══ TASK INPUT

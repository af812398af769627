//! Baseline-relative stress index.
//!
//! RMSSD falls under acute stress, so the index measures how far the smoothed
//! RMSSD has dropped below the user's resting mean, as a percentage clamped
//! into `0.0..=100.0`.

use std::num::NonZeroUsize;

use drape_core::{PhysiologicalSample, UserBaseline};
use log::debug;

use crate::StressError;
use crate::smoothing::{mean, moving_average};

/// Window used to smooth per-sample RMSSD before averaging.
pub const STRESS_SMOOTHING_WINDOW: NonZeroUsize = match NonZeroUsize::new(5) {
    Some(window) => window,
    None => NonZeroUsize::MIN,
};

/// Upper bound of the stress index.
pub const STRESS_INDEX_MAX: f64 = 100.0;

/// Computes stress indices against one user's baseline.
///
/// The baseline is validated once on construction and then held immutably
/// for every calculation made through this value.
///
/// # Examples
/// ```
/// use drape_core::{PhysiologicalSample, UserBaseline};
/// use drape_signals::{StressCalculator, StressError};
///
/// let calculator = StressCalculator::new(UserBaseline::new(60.0, 40.0))?;
/// let samples: Vec<_> = (0..5)
///     .map(|t| PhysiologicalSample::new(80.0, 30.0, 20.0, t))
///     .collect();
/// assert_eq!(calculator.compute(&samples)?, 50.0);
/// assert!(matches!(
///     calculator.compute(&samples[..3]),
///     Err(StressError::InsufficientData { required: 5, available: 3 })
/// ));
/// # Ok::<(), StressError>(())
/// ```
#[derive(Debug, Clone, Copy, PartialEq)]
pub struct StressCalculator {
    baseline: UserBaseline,
}

impl StressCalculator {
    /// Validate `baseline` and build a calculator around it.
    ///
    /// # Errors
    /// Returns [`StressError::InvalidBaseline`] when the baseline RMSSD is
    /// zero, negative or not finite.
    pub const fn new(baseline: UserBaseline) -> Result<Self, StressError> {
        if !baseline.has_valid_rmssd() {
            return Err(StressError::InvalidBaseline {
                mean_rmssd: baseline.mean_rmssd,
            });
        }
        Ok(Self { baseline })
    }

    /// The baseline this calculator measures against.
    #[must_use]
    pub const fn baseline(&self) -> UserBaseline {
        self.baseline
    }

    /// Compute the stress index for a session's samples.
    ///
    /// Extracts each sample's RMSSD, smooths it with
    /// [`STRESS_SMOOTHING_WINDOW`], and converts the mean of the smoothed
    /// series with [`StressCalculator::index_for_mean`].
    ///
    /// # Errors
    /// - [`StressError::NonFiniteSample`] when a sample's RMSSD is NaN or
    ///   infinite.
    /// - [`StressError::InsufficientData`] when fewer samples than the window
    ///   length are supplied.
    pub fn compute(&self, samples: &[PhysiologicalSample]) -> Result<f64, StressError> {
        let rmssd = extract_rmssd(samples)?;
        let smoothed = moving_average(&rmssd, STRESS_SMOOTHING_WINDOW);
        let smoothed_mean = mean(&smoothed).ok_or(StressError::InsufficientData {
            required: STRESS_SMOOTHING_WINDOW.get(),
            available: samples.len(),
        })?;
        let index = self.index_for_mean(smoothed_mean)?;
        debug!(
            "stress index {index:.2} from {} samples (smoothed RMSSD mean {smoothed_mean:.2}, baseline {:.2})",
            samples.len(),
            self.baseline.mean_rmssd
        );
        Ok(index)
    }

    /// Convert a mean RMSSD into a clamped stress index.
    ///
    /// The result is non-increasing in `mean_rmssd`: values at or above the
    /// baseline give `0.0`; a mean of zero gives [`STRESS_INDEX_MAX`].
    ///
    /// # Errors
    /// Returns [`StressError::NonFiniteMean`] when `mean_rmssd` is NaN or
    /// infinite.
    #[expect(
        clippy::float_arithmetic,
        reason = "the index is a percentage deviation from the baseline"
    )]
    pub fn index_for_mean(&self, mean_rmssd: f64) -> Result<f64, StressError> {
        if !mean_rmssd.is_finite() {
            return Err(StressError::NonFiniteMean { mean_rmssd });
        }
        let reference = self.baseline.mean_rmssd;
        let deviation = STRESS_INDEX_MAX * (reference - mean_rmssd) / reference;
        Ok(deviation.clamp(0.0, STRESS_INDEX_MAX))
    }
}

/// Compute a stress index for `samples` against `baseline`.
///
/// The baseline is checked before the samples, so an unusable baseline is
/// reported for any input, including an empty one.
///
/// # Errors
/// Returns [`StressError::InvalidBaseline`],
/// [`StressError::NonFiniteSample`] or [`StressError::InsufficientData`].
pub fn compute_stress_index(
    samples: &[PhysiologicalSample],
    baseline: UserBaseline,
) -> Result<f64, StressError> {
    StressCalculator::new(baseline)?.compute(samples)
}

fn extract_rmssd(samples: &[PhysiologicalSample]) -> Result<Vec<f64>, StressError> {
    samples
        .iter()
        .enumerate()
        .map(|(index, sample)| {
            if sample.rmssd.is_finite() {
                Ok(sample.rmssd)
            } else {
                Err(StressError::NonFiniteSample { index })
            }
        })
        .collect()
}
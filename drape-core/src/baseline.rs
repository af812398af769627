//! Personal physiological reference values.

/// A user's resting reference values.
///
/// The baseline is read-only to the pipeline. Validity (a positive, finite
/// `mean_rmssd`) is checked by the stress calculator rather than here, so a
/// zero baseline is reported as an error for every stress request that uses
/// it.
///
/// # Examples
/// ```
/// use drape_core::UserBaseline;
///
/// let baseline = UserBaseline::new(55.0, 50.0);
/// assert!(baseline.has_valid_rmssd());
/// assert!(!UserBaseline::new(55.0, 0.0).has_valid_rmssd());
/// ```
#[derive(Debug, Clone, Copy, PartialEq)]
#[cfg_attr(feature = "serde", derive(serde::Serialize, serde::Deserialize))]
pub struct UserBaseline {
    /// Mean resting HRV (SDNN, milliseconds).
    pub mean_hrv: f64,
    /// Mean resting RMSSD, milliseconds.
    pub mean_rmssd: f64,
}

impl UserBaseline {
    /// Construct a baseline from its reference means.
    #[must_use]
    pub const fn new(mean_hrv: f64, mean_rmssd: f64) -> Self {
        Self {
            mean_hrv,
            mean_rmssd,
        }
    }

    /// Report whether `mean_rmssd` can be used as a denominator.
    #[must_use]
    pub const fn has_valid_rmssd(&self) -> bool {
        self.mean_rmssd.is_finite() && self.mean_rmssd > 0.0
    }
}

════

ABOUT THIS EXERCISE — Each entry is to be written out exactly as it was given.

WRITTEN REPLY —
repository af812398af769627
//! Baseline-relative stress index.
//!
//! RMSSD falls under acute stress, so the index measures how far the smoothed
//! RMSSD has dropped below the user's resting mean, as a percentage clamped
//! into `0.0..=100.0`.

use std::num::NonZeroUsize;

use drape_core::{PhysiologicalSample, UserBaseline};
use log::debug;

use crate::StressError;
use crate::smoothing::{mean, moving_average};

/// Window used to smooth per-sample RMSSD before averaging.
pub const STRESS_SMOOTHING_WINDOW: NonZeroUsize = match NonZeroUsize::new(5) {
    Some(window) => window,
    None => NonZeroUsize::MIN,
};

/// Upper bound of the stress index.
pub const STRESS_INDEX_MAX: f64 = 100.0;

/// Computes stress indices against one user's baseline.
///
/// The baseline is validated once on construction and then held immutably
/// for every calculation made through this value.
///
/// # Examples
/// ```
/// use drape_core::{PhysiologicalSample, UserBaseline};
/// use drape_signals::{StressCalculator, StressError};
///
/// let calculator = StressCalculator::new(UserBaseline::new(60.0, 40.0))?;
/// let samples: Vec<_> = (0..5)
///     .map(|t| PhysiologicalSample::new(80.0, 30.0, 20.0, t))
///     .collect();
/// assert_eq!(calculator.compute(&samples)?, 50.0);
/// assert!(matches!(
///     calculator.compute(&samples[..3]),
///     Err(StressError::InsufficientData { required: 5, available: 3 })
/// ));
/// # Ok::<(), StressError>(())
/// ```
#[derive(Debug, Clone, Copy, PartialEq)]
pub struct StressCalculator {
    baseline: UserBaseline,
}

impl StressCalculator {
    /// Validate `baseline` and build a calculator around it.
    ///
    /// # Errors
    /// Returns [`StressError::InvalidBaseline`] when the baseline RMSSD is
    /// zero, negative or not finite.
    pub const fn new(baseline: UserBaseline) -> Result<Self, StressError> {
        if !baseline.has_valid_rmssd() {
            return Err(StressError::InvalidBaseline {
                mean_rmssd: baseline.mean_rmssd,
            });
        }
        Ok(Self { baseline })
    }

    /// The baseline this calculator measures against.
    #[must_use]
    pub const fn baseline(&self) -> UserBaseline {
        self.baseline
    }

    /// Compute the stress index for a session's samples.
    ///
    /// Extracts each sample's RMSSD, smooths it with
    /// [`STRESS_SMOOTHING_WINDOW`], and converts the mean of the smoothed
    /// series with [`StressCalculator::index_for_mean`].
    ///
    /// # Errors
    /// - [`StressError::NonFiniteSample`] when a sample's RMSSD is NaN or
    ///   infinite.
    /// - [`StressError::InsufficientData`] when fewer samples than the window
    ///   length are supplied.
    pub fn compute(&self, samples: &[PhysiologicalSample]) -> Result<f64, StressError> {
        let rmssd = extract_rmssd(samples)?;
        let smoothed = moving_average(&rmssd, STRESS_SMOOTHING_WINDOW);
        let smoothed_mean = mean(&smoothed).ok_or(StressError::InsufficientData {
            required: STRESS_SMOOTHING_WINDOW.get(),
            available: samples.len(),
        })?;
        let index = self.index_for_mean(smoothed_mean)?;
        debug!(
            "stress index {index:.2} from {} samples (smoothed RMSSD mean {smoothed_mean:.2}, baseline {:.2})",
            samples.len(),
            self.baseline.mean_rmssd
        );
        Ok(index)
    }

    /// Convert a mean RMSSD into a clamped stress index.
    ///
    /// The result is non-increasing in `mean_rmssd`: values at or above the
    /// baseline give `0.0`; a mean of zero gives [`STRESS_INDEX_MAX`].
    ///
    /// # Errors
    /// Returns [`StressError::NonFiniteMean`] when `mean_rmssd` is NaN or
    /// infinite.
    #[expect(
        clippy::float_arithmetic,
        reason = "the index is a percentage deviation from the baseline"
    )]
    pub fn index_for_mean(&self, mean_rmssd: f64) -> Result<f64, StressError> {
        if !mean_rmssd.is_finite() {
            return Err(StressError::NonFiniteMean { mean_rmssd });
        }
        let reference = self.baseline.mean_rmssd;
        let deviation = STRESS_INDEX_MAX * (reference - mean_rmssd) / reference;
        Ok(deviation.clamp(0.0, STRESS_INDEX_MAX))
    }
}

/// Compute a stress index for `samples` against `baseline`.
///
/// The baseline is checked before the samples, so an unusable baseline is
/// reported for any input, including an empty one.
///
/// # Errors
/// Returns [`StressError::InvalidBaseline`],
/// [`StressError::NonFiniteSample`] or [`StressError::InsufficientData`].
pub fn compute_stress_index(
    samples: &[PhysiologicalSample],
    baseline: UserBaseline,
) -> Result<f64, StressError> {
    StressCalculator::new(baseline)?.compute(samples)
}

fn extract_rmssd(samples: &[PhysiologicalSample]) -> Result<Vec<f64>, StressError> {
    samples
        .iter()
        .enumerate()
        .map(|(index, sample)| {
            if sample.rmssd.is_finite() {
                Ok(sample.rmssd)
            } else {
                Err(StressError::NonFiniteSample { index })
            }
        })
        .collect()
}
filename drape-core/src/baseline.rs
repository af812398af769627
//! Personal physiological reference values.

/// A user's resting reference values.
///
/// The baseline is read-only to the pipeline. Validity (a positive, finite
/// `mean_rmssd`) is checked by the stress calculator rather than here, so a
/// zero baseline is reported as an error for every stress request that uses
/// it.
///
/// # Examples
/// ```
/// use drape_core::UserBaseline;
///
/// let baseline = UserBaseline::new(55.0, 50.0);
/// assert!(baseline.has_valid_rmssd());
/// assert!(!UserBaseline::new(55.0, 0.0).has_valid_rmssd());
/// ```
#[derive(Debug, Clone, Copy, PartialEq)]
#[cfg_attr(feature = "serde", derive(serde::Serialize, serde::Deserialize))]
pub struct UserBaseline {
    /// Mean resting HRV (SDNN, milliseconds).
    pub mean_hrv: f64,
    /// Mean resting RMSSD, milliseconds.
    pub mean_rmssd: f64,
}

impl UserBaseline {
    /// Construct a baseline from its reference means.
    #[must_use]
    pub const fn new(mean_hrv: f64, mean_rmssd: f64) -> Self {
        Self {
            mean_hrv,
            mean_rmssd,
        }
    }

    /// Report whether `mean_rmssd` can be used as a denominator.
    #[must_use]
    pub const fn has_valid_rmssd(&self) -> bool {
        self.mean_rmssd.is_finite() && self.mean_rmssd > 0.0
    }
}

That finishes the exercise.